Граф упал в кресло, невоспитанный аристократ, ни разу в жизни не просивший прощения. Камиль смотрел на него, чудовищно самоуверенного и тщеславного человека с претензией на величие. Граф не просто говорил и двигался — он рычал и крался. Пребывая в покое, он напоминал пыльное чучело льва в зоологическом музее: мертв, но не настолько мертв, как вам хотелось бы.
— Продолжайте, — сказал граф.
— Зачем?
— Зачем мне это? Думаете, я позволю стае шакалов, которые служат герцогу, подмять под себя ваши маленькие таланты? Я готов дать вам хороший совет. Герцог дал вам хороший совет?

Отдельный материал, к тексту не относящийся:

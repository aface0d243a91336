use serde::{Deserialize, Serialize};
use std::fmt;
use std::path::Path;
use std::str::FromStr;

/// Maps a source image path to the glyph id written into the descriptor.
///
/// Returning `None` means no id can be derived; loading that file fails.
pub trait GlyphIdResolver {
    fn glyph_id(&self, path: &Path) -> Option<String>;
}

impl<F> GlyphIdResolver for F
where
    F: Fn(&Path) -> Option<String>,
{
    fn glyph_id(&self, path: &Path) -> Option<String> {
        self(path)
    }
}

/// Built-in id rules.
#[derive(Debug, Clone, Copy, Default, Serialize, Deserialize, PartialEq, Eq)]
#[serde(rename_all = "kebab-case")]
pub enum GlyphIdStrategy {
    /// Stems longer than one character lose their first character
    /// (`u0041.png` -> `0041`, `_A.png` -> `A`); a one-character stem is used as is.
    #[default]
    StripPrefix,
    /// The file stem, unchanged.
    Stem,
}

impl GlyphIdResolver for GlyphIdStrategy {
    fn glyph_id(&self, path: &Path) -> Option<String> {
        let stem = path.file_stem()?.to_string_lossy();
        if stem.is_empty() {
            return None;
        }
        match self {
            Self::StripPrefix => {
                let mut chars = stem.chars();
                if stem.chars().count() > 1 {
                    chars.next();
                }
                Some(chars.as_str().to_string())
            }
            Self::Stem => Some(stem.into_owned()),
        }
    }
}

impl fmt::Display for GlyphIdStrategy {
    fn fmt(&self, f: &mut fmt::Formatter<'_>) -> fmt::Result {
        match self {
            Self::StripPrefix => f.write_str("strip-prefix"),
            Self::Stem => f.write_str("stem"),
        }
    }
}

impl FromStr for GlyphIdStrategy {
    type Err = ();
    fn from_str(s: &str) -> Result<Self, Self::Err> {
        match s.to_ascii_lowercase().as_str() {
            "strip-prefix" | "strip_prefix" | "prefix" => Ok(Self::StripPrefix),
            "stem" => Ok(Self::Stem),
            _ => Err(()),
        }
    }
}
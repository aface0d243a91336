use crate::model::{PlacementRequest, Rect};

pub mod maxrects;

/// A packer places rectangles into one fixed-size container.
///
/// Implementations must ensure placed rectangles never overlap and stay inside the container.
/// `pack` returns `None` if the rectangle cannot be placed in what is left of the container.
pub trait Packer {
    fn can_pack(&self, w: u32, h: u32) -> bool;
    fn pack(&mut self, w: u32, h: u32) -> Option<Rect>;
    /// Fraction of the container covered by placed rectangles.
    fn occupancy(&self) -> f64;
}

/// Result of a batch insert: what landed where, and what did not fit.
#[derive(Debug, Clone)]
pub struct Insertion<K> {
    pub placed: Vec<(K, Rect)>,
    pub unplaced: Vec<PlacementRequest<K>>,
}

/// Places `items` largest area first; equal areas keep their input order.
///
/// Items that do not fit are returned in `unplaced`, in input order, with their tags intact.
pub fn insert<K, P: Packer + ?Sized>(packer: &mut P, items: Vec<PlacementRequest<K>>) -> Insertion<K> {
    let mut order: Vec<usize> = (0..items.len()).collect();
    // stable: ties stay in discovery order
    order.sort_by(|&a, &b| items[b].area().cmp(&items[a].area()));

    let mut fitted = vec![None; items.len()];
    for &idx in &order {
        let item = &items[idx];
        if item.w == 0 || item.h == 0 {
            continue;
        }
        fitted[idx] = packer.pack(item.w, item.h);
    }

    let mut placed_slots: Vec<Option<(K, Rect)>> = Vec::with_capacity(items.len());
    let mut unplaced = Vec::new();
    for (item, slot) in items.into_iter().zip(fitted) {
        match slot {
            Some(rect) => placed_slots.push(Some((item.tag, rect))),
            None => {
                placed_slots.push(None);
                unplaced.push(item);
            }
        }
    }
    // report placements in the order they were made
    let mut placed = Vec::with_capacity(placed_slots.len());
    for idx in order {
        if let Some(p) = placed_slots[idx].take() {
            placed.push(p);
        }
    }
    Insertion { placed, unplaced }
}
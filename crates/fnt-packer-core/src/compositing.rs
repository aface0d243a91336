use image::RgbaImage;

use crate::model::PageLayout;
use crate::source::SourceGlyph;

const BYTES_PER_PIXEL: usize = 4;

fn row_stride(img: &RgbaImage) -> usize {
    img.width() as usize * BYTES_PER_PIXEL
}

/// Copy all of `src` into `canvas` with its top-left corner at (dx, dy).
///
/// Rows are copied as slices, each buffer addressed with its own stride. No
/// blending or clamping: a source that does not fit inside the canvas at
/// (dx, dy) is a packing bug and panics.
pub fn blit_rows(src: &RgbaImage, canvas: &mut RgbaImage, dx: u32, dy: u32) {
    let (sw, sh) = src.dimensions();
    let (cw, ch) = canvas.dimensions();
    assert!(
        dx as u64 + sw as u64 <= cw as u64 && dy as u64 + sh as u64 <= ch as u64,
        "blit of {sw}x{sh} at ({dx}, {dy}) escapes {cw}x{ch} page"
    );

    let src_stride = row_stride(src);
    let dst_stride = row_stride(canvas);
    let dst_x = dx as usize * BYTES_PER_PIXEL;
    let src_raw: &[u8] = src.as_raw();
    let dst_raw: &mut [u8] = canvas;
    for (row, src_row) in src_raw.chunks_exact(src_stride.max(1)).enumerate().take(sh as usize) {
        let start = (dy as usize + row) * dst_stride + dst_x;
        dst_raw[start..start + src_stride].copy_from_slice(src_row);
    }
}

/// Materialize a page: a transparent `width x height` canvas with every placed glyph copied in.
///
/// `placements[i].tag` indexes into `sources`.
pub fn assemble_page(layout: &PageLayout<usize>, sources: &[SourceGlyph]) -> RgbaImage {
    let mut canvas = RgbaImage::new(layout.width, layout.height);
    for p in &layout.placements {
        let src = &sources[p.tag].image;
        debug_assert_eq!(src.dimensions(), (p.rect.w, p.rect.h));
        blit_rows(src, &mut canvas, p.rect.x, p.rect.y);
    }
    canvas
}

— Нет. Я никогда с ним не беседовал.
— Как жалобно это прозвучало. Разумеется, не беседовали. Но я не такой. Я приближаю к себе способных людей. Я зову их своими рабами. И желаю, чтобы мои рабы были счастливы на плантации. Вам, конечно, известно, кто я такой?
Камиль вспомнил, как Аннетта называла Мирабо несостоятельным должником и аморальным человеком. Мысли об Аннетте казались особенно неуместными в этой комнатке, набитой громоздкой мебелью, старыми портьерами и тикающими часами, посреди которой сидел граф и скреб щеку. Эта комнатка воплощала собой роскошь. Почему мы называем роскошной жизнью мотовство, обжорство и лень? Несмотря на долги, граф не собирался отказываться от дорогих безделушек, среди которых, кажется, теперь числился и он сам. Что до аморальности, то Мирабо явно ею гордился. Коллекция его звериных желаний свернулась в углу, предвкушая завтрак и издавая вонь на конце цепи.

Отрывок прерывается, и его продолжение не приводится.